Nuestra amiga Elena Rivas, apodada por sus íntimos La Salamandra no sólo por llamarse igual al personaje de Efrén Rebolledo sino por su sabida capacidad de cruzar el fuego sin inmutarse, nos envía el siguiente e-mail:

No sé si sepan que en materia cultural el Pueblo Bueno, y atento a la fiebre rebautizadora de instituciones, al Instituto Nacional de Bellas Artes ya le ha llamado Instituto Nacional de Indiana Jones en el Templo de la Perdición; y ahora tiene otro rebautizo.

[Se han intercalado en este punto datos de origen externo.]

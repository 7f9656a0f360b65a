//! Best-effort fault diagnostics.
//!
//! Exception construction turns a [`FaultRecord`] into
//! [`FaultDiagnostics`] through a [`DiagnosticProvider`]. Providers run in
//! normal context after the resume, never inside the dispatcher, so a
//! lookup that misbehaves cannot re-enter the fault path. Every lookup is
//! guarded and a failed one just leaves its field empty.
//!
//! [`DlAddrDiagnostics`] resolves the owning module with `dladdr`;
//! [`MinimalDiagnostics`] reports nothing and is what platforms without
//! an equivalent facility get.

use crate::dispatch::FaultRecord;
use std::ffi::CStr;
use super_catch_common::fault::{AccessKind, describe_code};

/// Shared object containing an address.
#[derive(Debug, Clone, PartialEq, Eq)]
pub struct ModuleInfo {
    /// Path or name of the object as reported by the loader.
    pub name: String,
    /// Load address of the object.
    pub base: usize,
}

impl ModuleInfo {
    /// Offset of `address` from the module base.
    pub fn offset_of(&self, address: usize) -> usize {
        address.wrapping_sub(self.base)
    }
}

/// Everything known about a fault beyond its kind and code.
#[derive(Debug, Clone, Default, PartialEq, Eq)]
pub struct FaultDiagnostics {
    /// `si_code` sub-reason, for kernel-generated faults.
    pub reason: Option<&'static str>,
    /// Faulting instruction address.
    pub instruction_address: Option<usize>,
    /// Module owning the faulting instruction.
    pub module: Option<ModuleInfo>,
    /// Attempted access, for access violations.
    pub access: Option<AccessKind>,
    /// Faulting data address, for access violations.
    pub data_address: Option<usize>,
}

impl FaultDiagnostics {
    /// Whether nothing beyond the raw code is known.
    pub fn is_empty(&self) -> bool {
        *self == Self::default()
    }
}

/// Source of fault diagnostics.
pub trait DiagnosticProvider: Sync {
    /// Extract what is available from `record`. Must not panic.
    fn diagnose(&self, record: &FaultRecord) -> FaultDiagnostics;
}

/// Reports no diagnostics.
#[derive(Debug, Default, Clone, Copy)]
pub struct MinimalDiagnostics;

impl DiagnosticProvider for MinimalDiagnostics {
    fn diagnose(&self, _record: &FaultRecord) -> FaultDiagnostics {
        FaultDiagnostics::default()
    }
}

/// Record fields plus `dladdr` module resolution.
#[derive(Debug, Default, Clone, Copy)]
pub struct DlAddrDiagnostics;

impl DiagnosticProvider for DlAddrDiagnostics {
    fn diagnose(&self, record: &FaultRecord) -> FaultDiagnostics {
        FaultDiagnostics {
            reason: describe_code(record.signal, record.code),
            instruction_address: record.instruction_address,
            module: record.instruction_address.and_then(resolve_module),
            access: record.access,
            data_address: record.data_address,
        }
    }
}

/// Look up the shared object containing `address`.
pub fn resolve_module(address: usize) -> Option<ModuleInfo> {
    if address == 0 {
        return None;
    }

    // SAFETY: zeroed Dl_info is valid; dladdr only reads the address value
    // and fills the struct.
    let mut info: libc::Dl_info = unsafe { std::mem::zeroed() };
    if unsafe { libc::dladdr(address as *const libc::c_void, &mut info) } == 0 {
        return None;
    }
    if info.dli_fname.is_null() {
        return None;
    }

    // SAFETY: dladdr returned a NUL-terminated name owned by the loader.
    let name = unsafe { CStr::from_ptr(info.dli_fname) }
        .to_string_lossy()
        .into_owned();
    Some(ModuleInfo {
        name,
        base: info.dli_fbase as usize,
    })
}

static DLADDR: DlAddrDiagnostics = DlAddrDiagnostics;

/// Provider used when constructing exceptions after a resume.
pub fn platform_provider() -> &'static dyn DiagnosticProvider {
    &DLADDR
}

Observemos antes que el pasado septiembre cuando el Fondo de Cultura Económica cumplió 85 años su director Paco Ignacio Taibo II abundó en vientos: “Nuevos vientos libertarios soplan sobre México… Son vientos de cambio, vientos de júbilo, vientos de esperanza”. Cuántos vientos, y más si a los anteriores viene a sumarse la colección “Vientos del Pueblo” (pobre Miguel Hernández), una serie de cómics carísimos que hasta 20 pesos a costar llegan: antes de la época neoliberal todo cómic era de a peso. Pues bien, de ahí el adecuado rebautizo de la editorial como Fondillo de Cacultura del Comiquín. Y respecto a los vientos: si se suman los vientos y los vientos y más vientos, lo que se tiene son ventosidades. Muy grandiosas y abultadas; tanto, que merecen desplazar a los meros vientos para decir de una vez y en gran tono: “Nuevas ventosidades libertarias soplan sobre México… Son ventosidades de cambio, ventosidades de júbilo, ventosidades de esperanza”.

Les mando un beso frío como mi sangre.